All the wasted time

edited to add: I just visited one of my favorite blogs, Patience-please. Patinece is an author, a dog rescuer and quite obviously a beautiful soul. I don’t know her personally but since I’ve read her blog pretty much since she started it, I feel like I do. I knew she had lost one of her closest friends just last week and now her beautiful Very Old Dog, Giacomino, has passed. So. Much. Sadness.

Why yes I have become that person who never updates and when they do its bad :( This saddens me but I need to get this out.

April 2, I had a bit of a moment shall we say about my show draining me (while the message is to appreciate life, listening to a mother that died in childbirth talk about how much she’ll miss is nearly too much to handle) and finally having the realization that Dad is gone. I was in a horrible place that night. Later my girlfriend admitted she’d been out with a friend and they were being a shade affectionate. She didn’t sleep with her but it still hurts.

April 3, I found out a dear friend’s 101 year old grandmother passed away. I didn’t know her personally but their entire family have been staples in our theatre community for forever. And the girlfriend admitted to spending another evening with her friend. Again they didn’t get intimate but still.

April 4, My 32nd birthday. I was feeling pretty crappy and ran behind all day. But some one I care a great deal for made me a kick ass picture. It’s now my wallpaper on my laptop.

When I first got to the theatre that evening to see “T.horoughly M.odern M.illie” someone told me that Mrs M.attern had died early that morning. We’d never been formally introduced but saw each other constantly. She regularly stuck her head out of the box office to say hello or listen to us rehearse. She was a middle school teacher for forever. Some of my kids at the theatre were her former and current students.
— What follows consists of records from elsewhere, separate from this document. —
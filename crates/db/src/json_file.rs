//! JSON snapshot file storage.

use std::io::ErrorKind;
use std::path::{Path, PathBuf};

use async_trait::async_trait;
use planpago_core::plan::{PlanCollection, PlanStorage, StorageError};
use tokio::fs;
use tokio::io::AsyncWriteExt;
use tracing::{debug, info, warn};
use uuid::Uuid;

/// Stores the plan collection as one pretty-printed JSON document.
///
/// Writes go to a sibling temporary file which is synced and then renamed
/// over the snapshot, so a crash leaves either the old or the new snapshot.
/// A missing file is created as an empty collection on first load. Temp files
/// orphaned by a crash are swept on that lazy init and by
/// [`JsonFileStorage::remove_stale_temp_files`].
#[derive(Debug, Clone)]
pub struct JsonFileStorage {
    path: PathBuf,
}

impl JsonFileStorage {
    /// Creates storage for the snapshot at `path`. Nothing is touched until
    /// the first load or write.
    #[must_use]
    pub fn new(path: impl Into<PathBuf>) -> Self {
        Self { path: path.into() }
    }

    /// Snapshot file path.
    #[must_use]
    pub fn path(&self) -> &Path {
        &self.path
    }

    /// Deletes `<snapshot>.<id>.tmp` siblings left behind by interrupted
    /// writes and returns how many were removed.
    ///
    /// Only call this while no write is in flight, such as at start-up.
    ///
    /// # Errors
    ///
    /// Returns `StorageError::Io` if the directory cannot be read or a temp
    /// file cannot be removed.
    pub async fn remove_stale_temp_files(&self) -> Result<usize, StorageError> {
        let Some(file_name) = self.path.file_name().and_then(|n| n.to_str()) else {
            return Ok(0);
        };
        let prefix = format!("{file_name}.");
        let dir = match self.path.parent().filter(|p| !p.as_os_str().is_empty()) {
            Some(parent) => parent.to_path_buf(),
            None => PathBuf::from("."),
        };

        let mut entries = match fs::read_dir(&dir).await {
            Ok(entries) => entries,
            Err(e) if e.kind() == ErrorKind::NotFound => return Ok(0),
            Err(e) => return Err(e.into()),
        };

        let mut removed = 0;
        while let Some(entry) = entries.next_entry().await? {
            let name = entry.file_name();
            let Some(name) = name.to_str() else { continue };
            if name.starts_with(&prefix) && name.ends_with(".tmp") {
                fs::remove_file(entry.path()).await?;
                debug!(path = %entry.path().display(), "Removed stale temp file");
                removed += 1;
            }
        }

        if removed > 0 {
            info!(path = %self.path.display(), removed, "Swept stale snapshot temp files");
        }
        Ok(removed)
    }

    fn temp_path(&self) -> PathBuf {
        let mut name = self.path.clone().into_os_string();
        name.push(format!(".{}.tmp", Uuid::new_v4().simple()));
        PathBuf::from(name)
    }

    async fn write_snapshot(&self, collection: &PlanCollection) -> Result<(), StorageError> {
        let bytes = serde_json::to_vec_pretty(collection)
            .map_err(|e| StorageError::Serialize(e.to_string()))?;

        if let Some(parent) = self.path.parent().filter(|p| !p.as_os_str().is_empty()) {
            fs::create_dir_all(parent).await?;
        }

        let temp = self.temp_path();
        let result = async {
            let mut file = fs::File::create(&temp).await?;
            file.write_all(&bytes).await?;
            file.sync_all().await?;
            drop(file);
            fs::rename(&temp, &self.path).await
        }
        .await;

        if let Err(e) = result {
            warn!(path = %temp.display(), error = %e, "Snapshot write failed");
            let _ = fs::remove_file(&temp).await;
            return Err(e.into());
        }

        debug!(
            path = %self.path.display(),
            plans = collection.plans.len(),
            bytes = bytes.len(),
            "Snapshot written"
        );
        Ok(())
    }
}

#[async_trait]
impl PlanStorage for JsonFileStorage {
    async fn load(&self) -> Result<PlanCollection, StorageError> {
        match fs::read(&self.path).await {
            Ok(bytes) => serde_json::from_slice(&bytes).map_err(|e| {
                warn!(path = %self.path.display(), error = %e, "Snapshot is corrupt");
                StorageError::Corrupt(e.to_string())
            }),
            Err(e) if e.kind() == ErrorKind::NotFound => {
                info!(path = %self.path.display(), "Initializing empty snapshot");
                self.remove_stale_temp_files().await?;
                let empty = PlanCollection::default();
                self.write_snapshot(&empty).await?;
                Ok(empty)
            }
            Err(e) => Err(e.into()),
        }
    }

    async fn replace(&self, collection: &PlanCollection) -> Result<(), StorageError> {
        self.write_snapshot(collection).await
    }
}
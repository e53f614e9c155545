//! API route definitions.

use axum::Router;

use crate::AppState;

pub mod health;
pub mod plans;

/// Creates the API router with all routes.
pub fn api_routes() -> Router<AppState> {
    Router::new().merge(health::routes()).merge(plans::routes())
}
#[tokio::test]
async fn test_clearing_first_date_is_rejected() {
    let (service, storage) = service();
    let created = service.create_plan(juan()).await.unwrap();

    let patch = PlanPatch {
        primera_cuota_fecha: Some(None),
        ..PlanPatch::default()
    };
    let err = service.update_plan(created.id, patch).await.unwrap_err();

    assert!(matches!(
        err,
        PlanError::MissingRequiredField(PlanField::PrimeraCuotaFecha)
    ));
    assert_eq!(storage.writes(), 1);
}

#[rstest]
#[case::blank_nombre(PlanPatch { nombre: Some(Some(String::new())), ..PlanPatch::default() })]
#[case::bad_amount(PlanPatch { monto: Some(Some(NumberInput::from("mil"))), ..PlanPatch::default() })]
#[case::bad_count(PlanPatch { cuotas: Some(Some(NumberInput::from(-1))), ..PlanPatch::default() })]
#[tokio::test]
async fn test_invalid_update_is_not_persisted(#[case] patch: PlanPatch) {
    let (service, storage) = service();
    let created = service.create_plan(juan()).await.unwrap();

    assert!(service.update_plan(created.id, patch).await.is_err());
    assert_eq!(storage.writes(), 1);
    assert_eq!(service.get_plan(created.id).await.unwrap(), created);
}

#[rstest]
#[case::nombre("nombre", PlanField::Nombre)]
#[case::dni("dni", PlanField::Dni)]
#[case::fecha_desembolso("fechaDesembolso", PlanField::FechaDesembolso)]
#[case::forma_pago("formaPago", PlanField::FormaPago)]
#[tokio::test]
async fn test_null_required_field_is_rejected(#[case] key: &str, #[case] expected: PlanField) {
    let (service, storage) = service();
    let created = service.create_plan(juan()).await.unwrap();

    let patch: PlanPatch =
        serde_json::from_value(serde_json::json!({ key: serde_json::Value::Null })).unwrap();
    let err = service.update_plan(created.id, patch).await.unwrap_err();

    assert!(matches!(err, PlanError::MissingRequiredField(field) if field == expected));
    assert_eq!(storage.writes(), 1);
    assert_eq!(service.get_plan(created.id).await.unwrap(), created);
}

#[tokio::test]
async fn test_null_amount_is_rejected() {
    let (service, storage) = service();
    let created = service.create_plan(juan()).await.unwrap();

    let patch: PlanPatch = serde_json::from_value(serde_json::json!({ "monto": null })).unwrap();
    assert_eq!(patch.monto, Some(None));

    let err = service.update_plan(created.id, patch).await.unwrap_err();

    assert!(matches!(err, PlanError::InvalidAmount(_)));
    assert_eq!(storage.writes(), 1);
    assert_eq!(service.get_plan(created.id).await.unwrap(), created);
}

#[rstest]
#[case::cuotas("cuotas", TermField::InstallmentCount)]
#[case::tasa_mensual("tasaMensual", TermField::MonthlyRate)]
#[case::gasto_admin("gastoAdmin", TermField::AdminFee)]
#[tokio::test]
async fn test_null_term_is_rejected(#[case] key: &str, #[case] expected: TermField) {
    let (service, storage) = service();
    let created = service.create_plan(juan()).await.unwrap();

    let patch: PlanPatch =
        serde_json::from_value(serde_json::json!({ key: serde_json::Value::Null })).unwrap();
    let err = service.update_plan(created.id, patch).await.unwrap_err();

    assert!(matches!(err, PlanError::InvalidTerms(ref inner) if inner.field() == expected));
    assert_eq!(storage.writes(), 1);
    assert_eq!(service.get_plan(created.id).await.unwrap(), created);
}

#[tokio::test]
async fn test_update_unknown_plan() {
    let (service, _) = service();
    let err = service
        .update_plan(PlanId::new(), PlanPatch::default())
        .await
        .unwrap_err();
    assert!(matches!(err, PlanError::NotFound(_)));
}

#[tokio::test]
async fn test_delete_is_idempotent() {
    let (service, storage) = service();
    let created = service.create_plan(juan()).await.unwrap();

    service.delete_plan(created.id).await.unwrap();
    service.delete_plan(created.id).await.unwrap();

    assert!(matches!(
        service.get_plan(created.id).await,
        Err(PlanError::NotFound(_))
    ));
    assert_eq!(storage.writes(), 2);
}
Then during Act II water began pouring from the balcony. A valve had broken in one of the bathrooms and water was draining through every crevice possible including speakers and light fixtures. The show stopped for a time but resumed after we found the water main and moved people etc. I spent most of the time running around gathering garbage cans to catch water in and looking for tarps. Afterward we put tarps on the seats under the balcony and managed to corral people away from the soaked section.

My cell phone broke then. Yes, the one that I just had replaced. The touch screen wouldn’t operate. Thankfully I was at least able to use the voice dialing and and the few actual buttons it has.

April 5, I was still feeling pretty yucky, still running behind. I was meeting with Mitch, the gentleman playing the S.tage M.anager for me in “O.ur T.own”, to go over lines. I hadn’t been there ten minutes when my phone rang. D.evon was sobbing. Mr C.heck, one of my former directors and coincidentally the father of the woman who directed “M.illie”, died unexpectedly.

I’m sure at some point I’ll write a massive dissertation on it. I need to work on my show, though. I’ve made some changes since J.ohn died. I need to finalize them. Without he and C.har (his wife) I may well have not continued theatre.

J.ohn was really looking forward to seeing “O.ur T.own”. It was one of the main things we talked about the last time I saw him. And I couldn’t wait for him to see it.

So many. How many more? My soul is aching.